Roma health inequities are a wicked problem. Despite concerted efforts to reduce them under the Decade of Roma Inclusion initiative, the health gap between Roma and non-Roma populations in Europe persists. To address this problem, the European Commission devised the National Roma Integration Strategies (NRIS). This paper provides a critical assessment of the implementation of the NRIS' health strand (NRIS-H) in Spain and proposes an evaluation tool to monitor Roma health policies - the Roma Health Integration Policy Index (RHIPEX). It also makes recommendations to promote Roma health governance. To achieve these goals, four community forums, 33 stakeholder interviews and a scoping review were conducted. Results show that the NRIS-H implementation is hindered by lack of political commitment and poor resource allocation.

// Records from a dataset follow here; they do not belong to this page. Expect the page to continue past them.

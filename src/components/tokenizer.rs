//! Drives a [`CodeView`] selection through a hand-authored token stream.
//!
//! Highlighting runs one token behind the cursor: the color of token *i* is stamped over the
//! interval selected for token *i* while the selection is already moving on to token *i + 1*.
//! After the last token the final color is stamped and the selection collapses to a
//! zero-length interval at the cursor.

use std::collections::VecDeque;

use serde::Deserialize;

use crate::{
    animation::task::{BoxTask, Step, Task, all, sequence, tween},
    components::code::{CodeView, StampTask, Token},
    foundation::{
        color::CodeColor,
        error::{LexvisError, LexvisResult},
    },
    scene::{Prop, Scene},
};

/// `(gap, length)`: letters skipped after the previous token, then letters selected.
#[derive(Clone, Copy, Debug, PartialEq, Eq, Deserialize)]
pub struct TokenOffset(pub usize, pub usize);

impl TokenOffset {
    /// Letters skipped after the previous token.
    pub fn gap(self) -> f64 {
        self.0 as f64
    }

    /// Letters selected.
    pub fn length(self) -> f64 {
        self.1 as f64
    }
}

/// Token applied without animation.
#[derive(Clone, Copy, Debug, PartialEq, Deserialize)]
pub struct ImmediateToken(pub TokenOffset, pub CodeColor);

/// Token applied over `duration` seconds.
#[derive(Clone, Copy, Debug, PartialEq, Deserialize)]
pub struct AnimatedToken(pub TokenOffset, pub f64, pub CodeColor);

/// One JSON entry of either arity.
#[derive(Clone, Copy, Debug, Deserialize)]
#[serde(untagged)]
pub enum TokenTuple {
    /// `[[gap, len], duration, color]`
    Animated(AnimatedToken),
    /// `[[gap, len], color]`
    Immediate(ImmediateToken),
}

/// Token stream as written in JSON: every entry is `[[gap, len], color]` or
/// `[[gap, len], duration, color]`, never a mix of both.
#[derive(Clone, Debug, PartialEq, Deserialize)]
#[serde(try_from = "Vec<TokenTuple>")]
pub enum TokenList {
    /// Two-element entries.
    Immediate(Vec<ImmediateToken>),
    /// Three-element entries.
    Animated(Vec<AnimatedToken>),
}

impl TryFrom<Vec<TokenTuple>> for TokenList {
    type Error = LexvisError;

    fn try_from(tuples: Vec<TokenTuple>) -> LexvisResult<Self> {
        match tuples.first() {
            None | Some(TokenTuple::Immediate(_)) => tuples
                .into_iter()
                .enumerate()
                .map(|(i, t)| match t {
                    TokenTuple::Immediate(t) => Ok(t),
                    TokenTuple::Animated(_) => Err(mixed_arity(i)),
                })
                .collect::<LexvisResult<_>>()
                .map(Self::Immediate),
            Some(TokenTuple::Animated(_)) => tuples
                .into_iter()
                .enumerate()
                .map(|(i, t)| match t {
                    TokenTuple::Animated(t) => Ok(t),
                    TokenTuple::Immediate(_) => Err(mixed_arity(i)),
                })
                .collect::<LexvisResult<_>>()
                .map(Self::Animated),
        }
    }
}

fn mixed_arity(index: usize) -> LexvisError {
    LexvisError::validation(format!(
        "token {index} has a different arity than the first token"
    ))
}

impl TokenList {
    /// Number of entries.
    pub fn len(&self) -> usize {
        match self {
            Self::Immediate(v) => v.len(),
            Self::Animated(v) => v.len(),
        }
    }

    /// `true` when there are no entries.
    pub fn is_empty(&self) -> bool {
        self.len() == 0
    }

    /// Animated form; immediate entries get a zero duration.
    pub fn into_animated(self) -> Vec<AnimatedToken> {
        match self {
            Self::Animated(v) => v,
            Self::Immediate(v) => v
                .into_iter()
                .map(|ImmediateToken(off, color)| AnimatedToken(off, 0.0, color))
                .collect(),
        }
    }
}

/// Cursor over a [`CodeView`]'s buffer.
#[derive(Clone, Copy, Debug, PartialEq)]
pub struct TokenStreamPlayer {
    view: CodeView,
    last_token: f64,
}

impl TokenStreamPlayer {
    /// Player positioned at letter 0.
    pub fn new(view: CodeView) -> Self {
        Self {
            view,
            last_token: 0.0,
        }
    }

    /// View being driven.
    pub fn view(&self) -> CodeView {
        self.view
    }

    /// End of the most recent token.
    pub fn last_token(&self) -> f64 {
        self.last_token
    }

    /// Move the cursor back to `pos` without touching the selection.
    pub fn reset(&mut self, pos: f64) {
        self.last_token = pos;
    }

    fn step_cursor(&mut self, gap: f64, len: f64) -> (f64, f64) {
        let start = self.last_token + gap;
        self.last_token = start + len;
        (start, self.last_token)
    }

    /// Select `[last + gap, last + gap + len)` at once.
    pub fn advance(&mut self, scene: &mut Scene, gap: f64, len: f64) -> LexvisResult<()> {
        let (start, end) = self.step_cursor(gap, len);
        self.view.set_selection(scene, start, end)
    }

    /// Animate the selection to the next token.
    ///
    /// The cursor moves immediately; only the selection is animated. With `normalize` the
    /// selection first collapses onto the new start and then grows to the new end, each phase
    /// taking half of `duration`. Without it both bounds slide together.
    pub fn advance_animated(
        &mut self,
        duration: f64,
        gap: f64,
        len: f64,
        normalize: bool,
    ) -> BoxTask<'static> {
        let (start, end) = self.step_cursor(gap, len);
        let id = self.view.id();
        if normalize {
            let half = duration / 2.0;
            sequence(
                0.0,
                vec![
                    all(vec![
                        tween(Prop::SelectionStart(id), start, half).boxed(),
                        tween(Prop::SelectionEnd(id), start, half).boxed(),
                    ])
                    .boxed(),
                    tween(Prop::SelectionEnd(id), end, half).boxed(),
                ],
            )
            .boxed()
        } else {
            self.view.animate_selection(start, end, duration).boxed()
        }
    }

    /// Apply `tokens` instantly and return one stamped [`Token`] per entry.
    #[tracing::instrument(skip_all, fields(tokens = tokens.len()))]
    pub fn tokenize(
        &mut self,
        scene: &mut Scene,
        tokens: &[ImmediateToken],
    ) -> LexvisResult<Vec<Token>> {
        let mut prev: Option<CodeColor> = None;
        let mut out = Vec::with_capacity(tokens.len());

        for ImmediateToken(offset, color) in tokens {
            if let Some(prev) = prev {
                out.push(self.view.stamp_highlight(scene, prev)?);
            }
            self.advance(scene, offset.gap(), offset.length())?;
            prev = Some(*color);
        }
        if let Some(prev) = prev {
            out.push(self.view.stamp_highlight(scene, prev)?);
            self.advance(scene, 0.0, 0.0)?;
        }
        Ok(out)
    }

    /// Animated [`TokenStreamPlayer::tokenize`].
    ///
    /// Each entry reveals the previous entry's highlight over half its duration while the
    /// selection advances over the full duration. Stamped tokens are collected on the task.
    pub fn tokenize_animated(&mut self, tokens: Vec<AnimatedToken>) -> TokenizeTask<'_> {
        TokenizeTask {
            player: self,
            pending: tokens.into(),
            prev: None,
            stage: None,
            tokens: Vec::new(),
            finished: false,
        }
    }

    /// Play a parsed [`TokenList`]; immediate lists complete on the first step.
    pub fn play(&mut self, tokens: TokenList) -> TokenizeTask<'_> {
        self.tokenize_animated(tokens.into_animated())
    }
}

struct Stage {
    stamp: Option<StampTask>,
    advance: BoxTask<'static>,
    advanced: bool,
}

impl Stage {
    // Stamp first: it must capture the selection before the advance moves it.
    fn advance(&mut self, scene: &mut Scene, dt: f64) -> LexvisResult<(Step, Option<Token>)> {
        let mut leftover: Option<f64> = None;
        let mut note = |step: Step| {
            if let Step::Done { leftover: l } = step {
                leftover = Some(leftover.map_or(l, |cur: f64| cur.min(l)));
            }
        };

        let mut token = None;
        if let Some(stamp) = &mut self.stamp {
            let step = stamp.advance(scene, dt)?;
            if step.is_done() {
                token = self.stamp.take().and_then(StampTask::into_token);
            }
            note(step);
        }
        if !self.advanced {
            let step = self.advance.advance(scene, dt)?;
            self.advanced = step.is_done();
            note(step);
        }

        let step = if self.stamp.is_none() && self.advanced {
            Step::Done {
                leftover: leftover.unwrap_or(dt),
            }
        } else {
            Step::Running
        };
        Ok((step, token))
    }
}

/// Task returned by [`TokenStreamPlayer::tokenize_animated`].
pub struct TokenizeTask<'p> {
    player: &'p mut TokenStreamPlayer,
    pending: VecDeque<AnimatedToken>,
    prev: Option<(CodeColor, f64)>,
    stage: Option<Stage>,
    tokens: Vec<Token>,
    finished: bool,
}

impl TokenizeTask<'_> {
    /// Tokens whose reveal has completed so far.
    pub fn tokens(&self) -> &[Token] {
        &self.tokens
    }

    /// Take the completed tokens.
    pub fn into_tokens(self) -> Vec<Token> {
        self.tokens
    }

    fn next_stage(&mut self) -> Option<Stage> {
        let view = self.player.view;
        match self.pending.pop_front() {
            Some(AnimatedToken(offset, duration, color)) => {
                let stamp = self
                    .prev
                    .map(|(c, _)| view.stamp_highlight_animated(c, duration / 2.0));
                let advance =
                    self.player
                        .advance_animated(duration, offset.gap(), offset.length(), true);
                self.prev = Some((color, duration));
                Some(Stage {
                    stamp,
                    advance,
                    advanced: false,
                })
            }
            None => {
                let (color, duration) = self.prev.take()?;
                Some(Stage {
                    stamp: Some(view.stamp_highlight_animated(color, duration / 2.0)),
                    advance: self.player.advance_animated(duration, 0.0, 0.0, true),
                    advanced: false,
                })
            }
        }
    }
}

impl Task for TokenizeTask<'_> {
    fn advance(&mut self, scene: &mut Scene, dt: f64) -> LexvisResult<Step> {
        if self.finished {
            return Ok(Step::Done { leftover: dt });
        }

        let mut budget = dt;
        loop {
            if self.stage.is_none() {
                self.stage = self.next_stage();
            }
            let Some(stage) = &mut self.stage else {
                self.finished = true;
                tracing::debug!(tokens = self.tokens.len(), "token stream finished");
                return Ok(Step::Done { leftover: budget });
            };
            let (step, token) = stage.advance(scene, budget)?;
            self.tokens.extend(token);
            match step {
                Step::Running => return Ok(Step::Running),
                Step::Done { leftover } => {
                    budget = leftover;
                    self.stage = None;
                }
            }
        }
    }
}

#[cfg(test)]
#[path = "../../tests/unit/components/tokenizer.rs"]
mod tests;
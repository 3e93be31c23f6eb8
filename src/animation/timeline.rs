use crate::{
    animation::task::{Step, Task},
    foundation::{
        core::{Fps, FrameIndex},
        error::LexvisResult,
    },
    scene::Scene,
};

/// Fixed-rate clock that plays tasks one after another and reports every frame.
///
/// Time a task leaves unused in its final frame is carried into the next `play`, so chaining
/// many short tasks does not accumulate rounding drift.
#[derive(Clone, Debug)]
pub struct Timeline {
    fps: Fps,
    frame: FrameIndex,
    carry: f64,
}

impl Timeline {
    /// Timeline positioned at frame 0.
    pub fn new(fps: Fps) -> Self {
        Self {
            fps,
            frame: FrameIndex(0),
            carry: 0.0,
        }
    }

    /// Playback rate.
    pub fn fps(&self) -> Fps {
        self.fps
    }

    /// Next frame to be emitted.
    pub fn frame(&self) -> FrameIndex {
        self.frame
    }

    /// Seconds elapsed on the clock.
    pub fn time(&self) -> f64 {
        self.fps.frame_to_secs(self.frame) - self.carry
    }

    /// Emit the current scene state as a frame without advancing any task.
    pub fn hold<F>(&mut self, scene: &Scene, frames: u64, on_frame: &mut F) -> LexvisResult<()>
    where
        F: FnMut(&Scene, FrameIndex) -> LexvisResult<()>,
    {
        for _ in 0..frames {
            on_frame(scene, self.frame)?;
            self.frame = FrameIndex(self.frame.0 + 1);
        }
        Ok(())
    }

    /// Advance `task` to completion, calling `on_frame` after every whole frame.
    #[tracing::instrument(skip_all, fields(start_frame = self.frame.0))]
    pub fn play<T, F>(&mut self, scene: &mut Scene, mut task: T, on_frame: &mut F) -> LexvisResult<()>
    where
        T: Task,
        F: FnMut(&Scene, FrameIndex) -> LexvisResult<()>,
    {
        let dt = self.fps.frame_duration_secs();

        if self.carry > 0.0 {
            let carry = std::mem::take(&mut self.carry);
            if let Step::Done { leftover } = task.advance(scene, carry)? {
                self.carry = leftover;
                return Ok(());
            }
        }

        loop {
            let step = task.advance(scene, dt)?;
            on_frame(scene, self.frame)?;
            tracing::trace!(frame = self.frame.0, "frame emitted");
            self.frame = FrameIndex(self.frame.0 + 1);
            if let Step::Done { leftover } = step {
                self.carry = leftover;
                tracing::debug!(end_frame = self.frame.0, "task finished");
                return Ok(());
            }
        }
    }
}

#[cfg(test)]
#[path = "../../tests/unit/animation/timeline.rs"]
mod tests;
use kurbo::ParamCurve as _;

use crate::{
    foundation::{
        color::Color,
        core::{Canvas, CubicBez, Point, Rect, Vec2},
        error::LexvisResult,
    },
    scene::{
        Scene,
        measure::TextStyle,
        node::{NodeId, NodeKind, RectNode, Stroke},
    },
};

/// Serialize the visible part of `scene` into a standalone SVG document.
///
/// The scene origin maps to the canvas center. Opacity multiplies down the tree and fully
/// transparent subtrees are skipped.
pub fn scene_to_svg(scene: &Scene, canvas: Canvas, background: Color) -> LexvisResult<String> {
    let (w, h) = (f64::from(canvas.width), f64::from(canvas.height));
    let mut out = format!(
        r#"<svg xmlns="http://www.w3.org/2000/svg" width="{}" height="{}" viewBox="0 0 {} {}">"#,
        canvas.width, canvas.height, canvas.width, canvas.height
    );
    out.push_str(&format!(
        r#"<rect width="{}" height="{}" fill="{}"/>"#,
        canvas.width,
        canvas.height,
        background.to_hex_rgb()
    ));
    out.push_str(&format!(
        r#"<g transform="translate({} {})">"#,
        num(w / 2.0),
        num(h / 2.0)
    ));

    let root = scene.root();
    let opacity = scene.node(root)?.opacity;
    for child in scene.draw_order(root)? {
        write_node(scene, child, opacity, &mut out)?;
    }

    out.push_str("</g></svg>");
    Ok(out)
}

fn write_node(scene: &Scene, id: NodeId, parent_opacity: f64, out: &mut String) -> LexvisResult<()> {
    let node = scene.node(id)?;
    let opacity = parent_opacity * node.opacity.clamp(0.0, 1.0);
    if opacity <= 0.0 {
        return Ok(());
    }

    match &node.kind {
        NodeKind::Group => {}
        NodeKind::Rect(r) => write_rect(r, scene.world_bounds(id)?, opacity, out),
        NodeKind::Text(t) => {
            let at = scene.world_bounds(id)?.center();
            let style = scene.text_style(id)?;
            write_text(&scene.text(id)?, at, "middle", &style, t.fill, opacity, out);
        }
        NodeKind::Code(c) => {
            let bounds = scene.world_bounds(id)?;
            let line_h = scene.measure_text("M", &c.style).height;
            for (i, line) in c.code.split('\n').enumerate() {
                let at = Point::new(bounds.x0, bounds.y0 + line_h * (i as f64 + 0.5));
                write_text(line, at, "start", &c.style, c.fill, opacity, out);
            }
        }
        NodeKind::Curve(c) => {
            let frame = match node.parent() {
                Some(p) => scene.world_origin(p)?.to_vec2(),
                None => Vec2::ZERO,
            };
            let full = translate(scene.curve(id)?, frame);
            let progress = c.progress.clamp(0.0, 1.0);
            if progress > 0.0 {
                write_curve(full.subsegment(0.0..progress), c.stroke, opacity, out);
            }
            if let Some(color) = c.debug {
                for p in [full.p0, full.p1, full.p2, full.p3] {
                    out.push_str(&format!(
                        r#"<rect x="{}" y="{}" width="15" height="15" fill="{}"{}/>"#,
                        num(p.x - 7.5),
                        num(p.y - 7.5),
                        color.to_hex_rgb(),
                        opacity_attr("fill-opacity", color.alpha_f64() * opacity),
                    ));
                }
            }
        }
    }

    for child in scene.draw_order(id)? {
        write_node(scene, child, opacity, out)?;
    }
    Ok(())
}

// Progress fades the fill in and trims the outline along its perimeter.
fn write_rect(r: &RectNode, b: Rect, opacity: f64, out: &mut String) {
    let progress = r.progress.clamp(0.0, 1.0);
    let radius = r.radius.min(b.width() / 2.0).min(b.height() / 2.0).max(0.0);

    out.push_str(&format!(
        r#"<rect x="{}" y="{}" width="{}" height="{}" rx="{}""#,
        num(b.x0),
        num(b.y0),
        num(b.width()),
        num(b.height()),
        num(radius)
    ));
    match r.fill {
        Some(fill) => out.push_str(&format!(
            r#" fill="{}"{}"#,
            fill.to_hex_rgb(),
            opacity_attr("fill-opacity", fill.alpha_f64() * opacity * progress)
        )),
        None => out.push_str(r#" fill="none""#),
    }
    if let Some(stroke) = r.stroke {
        write_stroke_attrs(stroke, opacity, out);
        if progress < 1.0 {
            let perimeter =
                2.0 * (b.width() + b.height()) - (8.0 - 2.0 * std::f64::consts::PI) * radius;
            out.push_str(&format!(
                r#" stroke-dasharray="{} {}""#,
                num(perimeter * progress),
                num(perimeter)
            ));
        }
    }
    out.push_str("/>");
}

fn write_curve(c: CubicBez, stroke: Stroke, opacity: f64, out: &mut String) {
    out.push_str(&format!(
        r#"<path d="M{} {} C{} {} {} {} {} {}" fill="none""#,
        num(c.p0.x),
        num(c.p0.y),
        num(c.p1.x),
        num(c.p1.y),
        num(c.p2.x),
        num(c.p2.y),
        num(c.p3.x),
        num(c.p3.y)
    ));
    write_stroke_attrs(stroke, opacity, out);
    out.push_str("/>");
}

fn write_stroke_attrs(stroke: Stroke, opacity: f64, out: &mut String) {
    out.push_str(&format!(
        r#" stroke="{}" stroke-width="{}"{}"#,
        stroke.color.to_hex_rgb(),
        num(stroke.width),
        opacity_attr("stroke-opacity", stroke.color.alpha_f64() * opacity)
    ));
}

fn write_text(
    text: &str,
    at: Point,
    anchor: &str,
    style: &TextStyle,
    fill: Color,
    opacity: f64,
    out: &mut String,
) {
    if text.is_empty() {
        return;
    }
    out.push_str(&format!(
        r#"<text x="{}" y="{}" text-anchor="{anchor}" dominant-baseline="central" xml:space="preserve" font-family="{}" font-size="{}" font-weight="{}" letter-spacing="{}" fill="{}"{}>{}</text>"#,
        num(at.x),
        num(at.y),
        escape(&style.font_family),
        num(style.font_size),
        if style.bold { "bold" } else { "normal" },
        num(style.letter_spacing),
        fill.to_hex_rgb(),
        opacity_attr("fill-opacity", fill.alpha_f64() * opacity),
        escape(text)
    ));
}

fn translate(c: CubicBez, by: Vec2) -> CubicBez {
    CubicBez::new(c.p0 + by, c.p1 + by, c.p2 + by, c.p3 + by)
}

fn opacity_attr(name: &str, value: f64) -> String {
    if value >= 1.0 {
        String::new()
    } else {
        format!(r#" {name}="{}""#, num(value))
    }
}

fn num(v: f64) -> String {
    let v = (v * 1000.0).round() / 1000.0;
    if v == 0.0 { "0".to_owned() } else { v.to_string() }
}

fn escape(s: &str) -> String {
    let mut out = String::with_capacity(s.len());
    for c in s.chars() {
        match c {
            '&' => out.push_str("&amp;"),
            '<' => out.push_str("&lt;"),
            '>' => out.push_str("&gt;"),
            '"' => out.push_str("&quot;"),
            '\'' => out.push_str("&apos;"),
            c => out.push(c),
        }
    }
    out
}

#[cfg(test)]
#[path = "../../tests/unit/render/svg.rs"]
mod tests;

This has a negative impact on Roma’s entitlement to healthcare and on their participation in decision-making processes, jeopardising the elimination of the barriers that undermine their access to healthcare and potentially contributing to reproduce inequalities. These unintended effects point out the need to rethink Roma health governance by strengthening intersectional and intersectoral policies, enabling transformative Roma participation in policymaking and guaranteeing shared socio-political responsibility and accountability.